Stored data
-- Opening Marker --
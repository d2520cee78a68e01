/*
 *  Copyright 2025-2026 Colliery Software
 *
 *  Licensed under the Apache License, Version 2.0 (the "License");
 *  you may not use this file except in compliance with the License.
 *  You may obtain a copy of the License at
 *
 *      http://www.apache.org/licenses/LICENSE-2.0
 *
 *  Unless required by applicable law or agreed to in writing, software
 *  distributed under the License is distributed on an "AS IS" BASIS,
 *  WITHOUT WARRANTIES OR CONDITIONS OF ANY KIND, either express or implied.
 *  See the License for the specific language governing permissions and
 *  limitations under the License.
 */

//! pager-server: HTTP API plus the channel workers, in one process.

use std::path::PathBuf;
use std::sync::Arc;

use anyhow::{Context, Result};
use clap::Parser;
use metrics_exporter_prometheus::PrometheusBuilder;
use pager::dal::PostgresStore;
use pager::database::Database;
use pager::dispatcher::{ChannelBinding, ChannelWorker, WorkerGroup};
use pager::guard::ConnectionGuard;
use pager::listener::PostgresEventSource;
use pager::processor::{FanoutProcessor, TaskProcessor};
use pager::push::WebPushTransport;
use pager_server::config::{Overrides, ServerConfig};
use pager_server::{build_router, AppState};
use tokio_util::sync::CancellationToken;
use tracing::{error, info};
use tracing_subscriber::{fmt, prelude::*, EnvFilter};

/// Pager - notification-driven task and Web Push dispatch
#[derive(Parser)]
#[command(name = "pager-server")]
#[command(author, version, about, long_about = None)]
struct Cli {
    /// TOML configuration file
    #[arg(long, env = "PAGER_CONFIG")]
    config: Option<PathBuf>,

    /// Database URL
    #[arg(long, env = "DATABASE_URL")]
    database_url: Option<String>,

    /// Port for the HTTP API
    #[arg(long, env = "SERVER_PORT")]
    port: Option<u16>,

    /// VAPID contact URI (mailto: or https:)
    #[arg(long, env = "VAPID_SUBSCRIBER")]
    vapid_subscriber: Option<String>,

    /// VAPID public key (base64url)
    #[arg(long, env = "VAPID_PUBLIC_KEY")]
    vapid_public_key: Option<String>,

    /// VAPID private key (base64url)
    #[arg(long, env = "VAPID_PRIVATE_KEY", hide_env_values = true)]
    vapid_private_key: Option<String>,

    /// Enable verbose logging
    #[arg(short, long)]
    verbose: bool,

    /// Emit logs as JSON lines
    #[arg(long)]
    json_logs: bool,
}

#[tokio::main]
async fn main() -> Result<()> {
    let cli = Cli::parse();
    init_tracing(cli.verbose, cli.json_logs);

    let config = ServerConfig::load(cli.config.as_deref())
        .context("Failed to load configuration")?
        .with_overrides(Overrides {
            database_url: cli.database_url,
            port: cli.port,
            vapid_subscriber: cli.vapid_subscriber,
            vapid_public_key: cli.vapid_public_key,
            vapid_private_key: cli.vapid_private_key,
        });
    config.validate().context("Invalid configuration")?;

    let metrics = PrometheusBuilder::new()
        .install_recorder()
        .context("Failed to install metrics recorder")?;

    let dispatch = config.dispatch_config();
    let database_url = config
        .database_url()
        .context("Database URL is required. Set --database-url or DATABASE_URL environment variable")?;
    let credentials = config
        .vapid_credentials()
        .context("VAPID credentials are required")?;
    let public_key = credentials.public_key.clone();

    let cancel = CancellationToken::new();
    tokio::spawn(shutdown_on_signal(cancel.clone()));

    let database = Database::new(database_url, config.server.pool_size)?;
    let store = Arc::new(PostgresStore::new(database.clone()));
    ConnectionGuard::new(dispatch.retry_policy().clone())
        .ensure_connected(store.as_ref(), &cancel)
        .await
        .context("Database is not reachable")?;
    database.run_migrations().await?;
    database
        .bind_channels(dispatch.task_channel(), dispatch.notification_channel())
        .await?;

    let source = Arc::new(PostgresEventSource::from(&database));
    let transport = Arc::new(WebPushTransport::new(credentials, dispatch.delivery_timeout())?);
    let workers = vec![
        ChannelWorker::new(
            ChannelBinding::new(
                dispatch.task_channel(),
                Arc::new(TaskProcessor::new(
                    store.clone(),
                    Arc::new(pager::processor::LoggingTaskHandler),
                    dispatch.claim_mode(),
                )),
            ),
            store.clone(),
            source.clone(),
            &dispatch,
        ),
        ChannelWorker::new(
            ChannelBinding::new(
                dispatch.notification_channel(),
                Arc::new(FanoutProcessor::new(store.clone(), transport, &dispatch)),
            ),
            store.clone(),
            source,
            &dispatch,
        ),
    ];
    let group = WorkerGroup::spawn(workers, cancel.clone());
    info!(channels = ?group.channels().collect::<Vec<_>>(), "Channel workers started");

    let state = AppState::new(store)
        .with_metrics(metrics)
        .with_vapid_public_key(public_key);
    let listener = tokio::net::TcpListener::bind(("0.0.0.0", config.server.port))
        .await
        .with_context(|| format!("Failed to bind port {}", config.server.port))?;
    info!(addr = %listener.local_addr()?, "HTTP API listening");

    let serve_cancel = cancel.clone();
    let served = axum::serve(listener, build_router(state))
        .with_graceful_shutdown(async move { serve_cancel.cancelled().await })
        .await;
    cancel.cancel();

    for result in group.join().await {
        match result {
            Ok(report) => info!(
                channel = %report.channel,
                exit = ?report.exit,
                received = report.summary.received,
                failed = report.summary.failed,
                "Channel worker finished"
            ),
            Err(e) => error!(error = %e, "Channel worker failed"),
        }
    }

    served.context("HTTP server failed")?;
    info!("Shutdown complete");
    Ok(())
}

fn init_tracing(verbose: bool, json: bool) {
    let filter = if verbose {
        EnvFilter::new("debug")
    } else {
        EnvFilter::try_from_default_env().unwrap_or_else(|_| EnvFilter::new("info"))
    };

    let registry = tracing_subscriber::registry().with(filter);
    if json {
        registry.with(fmt::layer().json()).init();
    } else {
        registry.with(fmt::layer()).init();
    }
}

/// Cancels `cancel` on SIGINT or SIGTERM.
async fn shutdown_on_signal(cancel: CancellationToken) {
    let ctrl_c = async {
        if let Err(e) = tokio::signal::ctrl_c().await {
            error!(error = %e, "Failed to listen for Ctrl+C");
            std::future::pending::<()>().await;
        }
    };

    #[cfg(unix)]
    let terminate = async {
        match tokio::signal::unix::signal(tokio::signal::unix::SignalKind::terminate()) {
            Ok(mut signal) => {
                signal.recv().await;
            }
            Err(e) => {
                error!(error = %e, "Failed to listen for SIGTERM");
                std::future::pending::<()>().await;
            }
        }
    };
    #[cfg(not(unix))]
    let terminate = std::future::pending::<()>();

    tokio::select! {
        _ = ctrl_c => info!("Received Ctrl+C, shutting down"),
        _ = terminate => info!("Received SIGTERM, shutting down"),
        _ = cancel.cancelled() => {}
    }
    cancel.cancel();
}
-- Closing Marker --
Task goal
Please print exactly the lines from the one containing "signal.recv().await;" through the last line of the records, both included, and nothing else.

Result of the exercise
                signal.recv().await;
            }
            Err(e) => {
                error!(error = %e, "Failed to listen for SIGTERM");
                std::future::pending::<()>().await;
            }
        }
    };
    #[cfg(not(unix))]
    let terminate = std::future::pending::<()>();

    tokio::select! {
        _ = ctrl_c => info!("Received Ctrl+C, shutting down"),
        _ = terminate => info!("Received SIGTERM, shutting down"),
        _ = cancel.cancelled() => {}
    }
    cancel.cancel();
}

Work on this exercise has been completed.